Stored data:

_ _ _

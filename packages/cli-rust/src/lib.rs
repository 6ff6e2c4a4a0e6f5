//! essh CLI - List, select, and generate SSH config for managed hosts
//!
//! This module contains the CLI implementation used by the binary.

mod commands;
mod output;

use std::path::PathBuf;

use anyhow::Result;
use clap::{Parser, Subcommand};
use console::style;
use essh_core::{Config, HostRegistry, config, get_version, load_config, load_hosts};
use tracing_subscriber::EnvFilter;

/// List, select, and generate SSH config for managed hosts
#[derive(Parser)]
#[command(name = "essh")]
#[command(version = env!("CARGO_PKG_VERSION"))]
#[command(about = "Manage hosts and generate SSH config", long_about = None)]
struct Cli {
    #[command(subcommand)]
    command: Option<Commands>,

    /// Hosts file to load (overrides config)
    #[arg(long, global = true, value_name = "PATH")]
    hosts_file: Option<PathBuf>,

    /// Increase verbosity level
    #[arg(short, long, global = true, action = clap::ArgAction::Count)]
    verbose: u8,

    /// Suppress non-error output
    #[arg(short, long, global = true)]
    quiet: bool,

    /// Disable colored output
    #[arg(long, global = true)]
    no_color: bool,
}

#[derive(Subcommand)]
enum Commands {
    /// List hosts, optionally selected by name or tag
    Hosts(commands::HostsArgs),
    /// List all tags
    Tags,
    /// Show details for a host
    Show(commands::ShowArgs),
    /// Generate SSH config for all hosts
    #[command(name = "gen", alias = "generate")]
    Gen(commands::GenArgs),
    /// Show current configuration
    Config(commands::ConfigArgs),
}

pub fn run() -> Result<()> {
    let cli = Cli::parse();

    init_tracing(cli.verbose);

    // Configure color output
    if cli.no_color {
        console::set_colors_enabled(false);
        console::set_colors_enabled_stderr(false);
    }

    let config_path = config::get_config_path()
        .ok_or_else(|| anyhow::anyhow!("Could not determine config path"))?;

    let config = match load_config() {
        Ok(config) => config,
        Err(e) => {
            eprintln!("{} Configuration error", style("Error:").red().bold());
            eprintln!();
            eprintln!("  {e:#}");
            eprintln!();
            eprintln!("  Config file: {}", style(config_path.display()).yellow());
            eprintln!();
            eprintln!(
                "  {} Check the config file for syntax errors or unknown fields.",
                style("Tip:").cyan()
            );
            std::process::exit(1);
        }
    };

    let Some(command) = cli.command else {
        // No command - show a welcome message and hint to use --help
        if !cli.quiet {
            println!(
                "{} {}",
                style("essh").cyan().bold(),
                style(get_version()).dim()
            );
            println!();
            println!("Run {} for available commands.", style("--help").green());
        }
        return Ok(());
    };

    let hosts_file = cli.hosts_file;
    let registry = || load_registry(hosts_file.clone(), &config, cli.verbose);

    let result = match command {
        Commands::Hosts(args) => {
            registry().and_then(|r| commands::cmd_hosts(&args, &r, &config, cli.quiet))
        }
        Commands::Tags => registry().and_then(|r| commands::cmd_tags(&r, cli.quiet)),
        Commands::Show(args) => registry().and_then(|r| commands::cmd_show(&args, &r, cli.quiet)),
        Commands::Gen(args) => {
            registry().and_then(|r| commands::cmd_gen(&args, &r, &config, cli.quiet))
        }
        Commands::Config(args) => commands::cmd_config(&args, &config, &config_path, cli.quiet),
    };

    if let Err(e) = result {
        output::show_error(&e);
        std::process::exit(1);
    }

    Ok(())
}

/// Install the stderr log subscriber
///
/// `RUST_LOG` wins; otherwise `-v` selects info and `-vv` debug.
fn init_tracing(verbose: u8) {
    let default_level = match verbose {
        0 => "warn",
        1 => "info",
        _ => "debug",
    };
    let filter =
        EnvFilter::try_from_default_env().unwrap_or_else(|_| EnvFilter::new(default_level));

    tracing_subscriber::fmt()
        .with_env_filter(filter)
        .with_writer(std::io::stderr)
        .init();
}

/// Resolve the hosts file and load it
///
/// Precedence: `--hosts-file`, then `hosts_file` from config, then the
/// default path.
fn load_registry(flag: Option<PathBuf>, config: &Config, verbose: u8) -> Result<HostRegistry> {
    let hosts_path = flag
        .or_else(|| config.hosts_file_path())
        .or_else(config::get_hosts_path)
        .ok_or_else(|| anyhow::anyhow!("Could not determine hosts file path"))?;

    if verbose > 0 {
        eprintln!(
            "{} Hosts: {}",
            style("[info]").cyan(),
            hosts_path.display()
        );
    }

    Ok(load_hosts(&hosts_path)?)
}
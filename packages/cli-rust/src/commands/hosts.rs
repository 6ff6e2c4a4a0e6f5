//! essh hosts - List hosts, optionally selected by name or tag

use anyhow::Result;
use clap::Args;
use comfy_table::{Cell, Color, Table};
use console::style;
use essh_core::{Config, Host, HostRegistry};

/// Arguments for hosts command
#[derive(Args)]
pub struct HostsArgs {
    /// Host names or tags to select (default: all hosts)
    pub selectors: Vec<String>,

    /// Include hidden hosts
    #[arg(short, long)]
    pub all: bool,

    /// Show only host names (for scripting)
    #[arg(long)]
    pub names_only: bool,

    /// Output as JSON
    #[arg(long, conflicts_with = "names_only")]
    pub json: bool,
}

pub fn cmd_hosts(
    args: &HostsArgs,
    registry: &HostRegistry,
    config: &Config,
    quiet: bool,
) -> Result<()> {
    let hosts = select_hosts(registry, &args.selectors, args.all || config.show_hidden);

    if args.json {
        println!("{}", serde_json::to_string_pretty(&hosts)?);
        return Ok(());
    }

    if hosts.is_empty() {
        if !quiet && !args.names_only {
            if args.selectors.is_empty() {
                println!("No hosts configured.");
            } else {
                println!("No hosts match '{}'.", args.selectors.join(" "));
            }
        }
        return Ok(());
    }

    // Names only mode (for scripting)
    if args.names_only || quiet {
        for host in &hosts {
            println!("{}", host.name);
        }
        return Ok(());
    }

    let mut table = Table::new();
    table.set_header(vec!["Name", "Description", "Tags", "Hidden"]);

    for host in &hosts {
        let name_cell = if host.hidden {
            Cell::new(&host.name).fg(Color::DarkGrey)
        } else {
            Cell::new(&host.name).fg(Color::Cyan)
        };
        let tags_str = if host.tags.is_empty() {
            "-".to_string()
        } else {
            host.tags.join(", ")
        };

        table.add_row(vec![
            name_cell,
            Cell::new(host.description_or_default()),
            Cell::new(tags_str),
            Cell::new(if host.hidden { "*" } else { "" }),
        ]);
    }

    println!("{table}");
    println!();
    println!(
        "  {} {}",
        style("Total:").dim(),
        style(hosts.len()).cyan()
    );

    Ok(())
}

/// Pick the hosts to list
///
/// With no selectors every host is listed; otherwise hosts matched by
/// name or tag. Hidden hosts are dropped unless `include_hidden`.
pub fn select_hosts<'a>(
    registry: &'a HostRegistry,
    selectors: &[String],
    include_hidden: bool,
) -> Vec<&'a Host> {
    let candidates: Vec<&Host> = if selectors.is_empty() {
        registry.iter().collect()
    } else {
        registry.hosts_by_names(selectors)
    };

    candidates
        .into_iter()
        .filter(|host| include_hidden || !host.hidden)
        .collect()
}

#[cfg(test)]
mod tests {
    use super::*;

    fn registry() -> HostRegistry {
        vec![
            Host::new("web1").with_tag("web"),
            Host::new("web2").with_tag("web").with_hidden(true),
            Host::new("db1").with_tag("db"),
        ]
        .into_iter()
        .collect()
    }

    fn names(hosts: Vec<&Host>) -> Vec<&str> {
        hosts.into_iter().map(|h| h.name.as_str()).collect()
    }

    #[test]
    fn test_select_all_skips_hidden() {
        let registry = registry();
        assert_eq!(names(select_hosts(&registry, &[], false)), vec!["web1", "db1"]);
        assert_eq!(
            names(select_hosts(&registry, &[], true)),
            vec!["web1", "web2", "db1"]
        );
    }

    #[test]
    fn test_select_by_tag_and_name() {
        let registry = registry();
        let selectors = vec!["db1".to_string(), "web".to_string()];
        assert_eq!(
            names(select_hosts(&registry, &selectors, true)),
            vec!["web1", "web2", "db1"]
        );
        assert_eq!(
            names(select_hosts(&registry, &selectors, false)),
            vec!["web1", "db1"]
        );
    }

    #[test]
    fn test_select_unknown_is_empty() {
        let registry = registry();
        assert!(select_hosts(&registry, &["nope".to_string()], true).is_empty());
    }
}
//! Load a hosts file, select from it, and check the generated SSH config
//! is readable by an SSH config parser.

use std::io::BufReader;

use essh_core::{GENERATED_HEADER, Host, HostRegistry, parse_hosts};
use ssh2_config::{ParseRule, SshConfig};

const HOSTS: &str = r#"
{
  "version": 1,
  "hosts": [
    {
      "name": "web1",
      "config": { "User": "deploy", "Port": "2222", "HostName": "192.168.0.11", "ForwardAgent": true },
      "tags": ["web", "prod"]
    },
    {
      "name": "web2",
      "config": { "HostName": "192.168.0.12", "Port": "22" },
      "tags": ["web"]
    },
    {
      "name": "db1",
      "config": { "HostName": "192.168.0.21", "User": "postgres" },
      "tags": ["db", "prod"],
      "hidden": true
    },
    { "name": "bastion" }
  ]
}
"#;

fn parse_rendered(registry: &HostRegistry) -> SshConfig {
    let bytes = registry.gen_hosts_config().unwrap();
    let mut reader = BufReader::new(bytes.as_slice());
    SshConfig::default()
        .parse(&mut reader, ParseRule::ALLOW_UNKNOWN_FIELDS)
        .unwrap()
}

#[test]
fn test_generated_config_parses_back() {
    let registry = parse_hosts(HOSTS).unwrap();
    let config = parse_rendered(&registry);

    let web1 = config.query("web1");
    assert_eq!(web1.host_name.as_deref(), Some("192.168.0.11"));
    assert_eq!(web1.port, Some(2222));
    assert_eq!(web1.user.as_deref(), Some("deploy"));

    let db1 = config.query("db1");
    assert_eq!(db1.host_name.as_deref(), Some("192.168.0.21"));
    assert_eq!(db1.user.as_deref(), Some("postgres"));
}

#[test]
fn test_generated_config_layout() {
    let registry = parse_hosts(HOSTS).unwrap();
    let rendered = registry.render_hosts_config();

    assert!(rendered.starts_with(GENERATED_HEADER));
    assert!(rendered.contains(
        "\n\nHost web1\n    HostName 192.168.0.11\n    Port 2222\n    User deploy\n"
    ));
    assert!(!rendered.contains("ForwardAgent"));
    // Hidden hosts are still rendered
    assert!(rendered.contains("\nHost db1\n"));
    assert!(rendered.ends_with("\nHost bastion\n\n"));

    let order: Vec<&str> = rendered
        .lines()
        .filter_map(|line| line.strip_prefix("Host "))
        .collect();
    assert_eq!(order, vec!["web1", "web2", "db1", "bastion"]);
}

#[test]
fn test_select_then_render_subset() {
    let registry = parse_hosts(HOSTS).unwrap();

    let selected: HostRegistry = registry
        .hosts_by_names(&["prod", "web1", "bastion"])
        .into_iter()
        .cloned()
        .collect();

    let names: Vec<&str> = selected.iter().map(|h| h.name.as_str()).collect();
    assert_eq!(names, vec!["web1", "db1", "bastion"]);
    assert_eq!(registry.tags(), vec!["db", "prod", "web"]);

    let rendered = selected.render_hosts_config();
    assert!(!rendered.contains("Host web2"));
}

#[test]
fn test_reset_then_reload() {
    let mut registry = parse_hosts(HOSTS).unwrap();
    registry.reset();
    assert_eq!(
        registry.gen_hosts_config().unwrap(),
        format!("{GENERATED_HEADER}\n").into_bytes()
    );

    registry.register(Host::new("h1").with_config("Port", "22"));
    let rendered = registry.render_hosts_config();
    assert_eq!(rendered, format!("{GENERATED_HEADER}\nHost h1\n    Port 22\n\n"));
}
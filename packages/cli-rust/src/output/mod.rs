//! Output utilities for CLI commands
//!
//! Centralized error formatting with hints for host errors.

pub mod errors;

pub use errors::show_error;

_ _ _

▶ _Work required_
Search each line of the data above for "info", and copy the lines where it occurs.

▶ _Your response_
/// `RUST_LOG` wins; otherwise `-v` selects info and `-vv` debug.
        1 => "info",
            style("[info]").cyan(),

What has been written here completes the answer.